In a conference call following the release of the financial results, Accelerate CEO Lawrence Mehren said that the uptick in the rate of commercial placements during the fourth quarter is "putting the company on a positive trajectory as we move into 2019 and beyond."
The firm also concluded its conversations with the US Food and Drug Administration regarding the use of a non-standard comparator test for its pneumonia assay, Mehren said, and Accelerate will now conduct its clinical trial for the pneumonia assay, with a 510(k) submission leveraging the existing blood-based product as a reference.

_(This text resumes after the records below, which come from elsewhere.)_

use async_trait::async_trait;
use bitcoin::{Block, BlockHash};

/// Fetches full blocks by hash from the node's block store. Implementations
/// must be callable from the projection tasks in parallel; any serialization
/// against the underlying store is the implementation's concern.
#[async_trait]
pub trait BlockRepository: Send + Sync {
    async fn get_block(&self, hash: BlockHash) -> anyhow::Result<Option<Block>>;
}

/// [`BlockRepository`] backed directly by RPC calls to a Bitcoin node.
pub struct RpcBlockRepository<C> {
    client: C,
}

impl<C> RpcBlockRepository<C> {
    pub fn new(client: C) -> Self {
        Self { client }
    }
}

#[async_trait]
impl<C> BlockRepository for RpcBlockRepository<C>
where
    C: crate::rpc::BlockByHash,
{
    async fn get_block(&self, hash: BlockHash) -> anyhow::Result<Option<Block>> {
        self.client.block_by_hash(hash).await
    }
}
use super::Backoff;

/// Configuration for exponential retry backoff.
///
/// This struct defines how delays should increase between retry attempts
/// using a fixed-point multiplier. It avoids floating-point math by
/// expressing the multiplier as a ratio (`multiplier / multiplier_base`).
///
/// # Fields
///
/// - `base_delay_ms`: The initial delay in milliseconds before the first retry.
/// - `multiplier`: The numerator of the backoff multiplier. For example, `150` with
///   `multiplier_base = 100` represents a 1.5× multiplier.
/// - `multiplier_base`: The denominator of the backoff multiplier. Used in conjunction with
///   `multiplier` to scale the delay after each retry.
///
/// # Example
///
/// ```
/// use std::time::Duration;
///
/// let backoff = ExponentialBackoff {
///     base_delay_ms: 1000,
///     multiplier: 150,
///     multiplier_base: 100,
/// };
///
/// // This represents a backoff that starts at 1000ms,
/// // and grows by 1.5x each retry: 1000ms → 1500ms → 2250ms → ...
/// ```
#[derive(Clone, Copy)]
pub struct ExponentialBackoff {
    /// Initial delay before the first retry, in milliseconds.
    base_delay_ms: u64,

    /// Numerator of the backoff multiplier (e.g., `150` for 1.5x).
    multiplier: u64,

    /// Denominator of the backoff multiplier (e.g., `100` for 1.5x).
    multiplier_base: u64,
}

impl ExponentialBackoff {
    pub fn new(base_delay_ms: u64, multiplier: u64, multiplier_base: u64) -> Self {
        assert!(multiplier_base != 0);
        Self {
            base_delay_ms,
            multiplier,
            multiplier_base,
        }
    }
}

impl Default for ExponentialBackoff {
    fn default() -> Self {
        Self {
            base_delay_ms: 1500, // 1.5 secs should be a sane default
            multiplier: 15,
            multiplier_base: 10,
        }
    }
}

impl Backoff for ExponentialBackoff {
    fn base_delay_ms(&self) -> u64 {
        self.base_delay_ms
    }

    fn next_delay_ms(&self, curr_delay_ms: u64) -> u64 {
        curr_delay_ms * self.multiplier / self.multiplier_base
    }
}
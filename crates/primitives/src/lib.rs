//! Shared types for the indexing pipeline: chain height/locator primitives and
//! the stream/entity vocabulary the rest of the crates build on.

pub mod locator;
pub mod stream;

pub use locator::{ChainedHeader, Locator};
pub use stream::StreamKind;

/// A chain height. Heights are zero-based; genesis is height 0.
pub type Height = u64;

Accelerate's R&D expenses for the quarter rose 13 percent year over year to $6.9 million from $6.1 million in Q4 2017, which the company attributed to continued investments in clinical outcomes studies and costs to prepare for FDA registration, and outcomes studies of the respiratory test. Its SG&A costs rose 17 percent to $13.4 million from $11.5 million, driven by expansion of the US sales team and costs related to increased global sales and marketing activity.
Accelerate recorded a net loss for the quarter of $22 million, or $.41 per share, matching the consensus Wall Street estimate.
For full-year 2018, Accelerate reported revenues rose 36 percent to $5.7 million from $4.2 million in 2017, which missed the analysts' average estimate of $6.1 million.
The firm contracted 202 Pheno systems in the year, compared to 78 in 2017, with approximately 25 percent of the systems being purchased outright, CFO Steve Reichling said on the call. "The balance were placed under reagent rental agreements and will generate consumable revenue, inclusive of an upcharge for the value of the instrument," he added.
The firm's R&D costs rose 24 percent to $27.6 million in 2018 from $22.3 million in 2017 due to continued investment in clinical outcomes studies and costs for FDA registration and outcomes studies. For 2018, its SG&A expenses rose 22 percent to $55.2 million compared to $45.1 million in 2017 due to US sales team expansion and global sales and marketing activity.
Accelerate reported a net loss of $88.3 million, or $1.62 per share, matching the analysts' average estimate. In 2017, the company reported a net loss of $64.0 million, or $1.18 per share.
Accelerate finished 2018 with $66.3 million in cash and cash equivalents.
For 2019, the firm is targeting 300 to 400 new instrument placements. It will continue to support this effort by investing in clinical studies, Mehren noted. "We believe this outcomes data will continue to demonstrate our unique clinical and economic impact for acquiring hospitals," he said.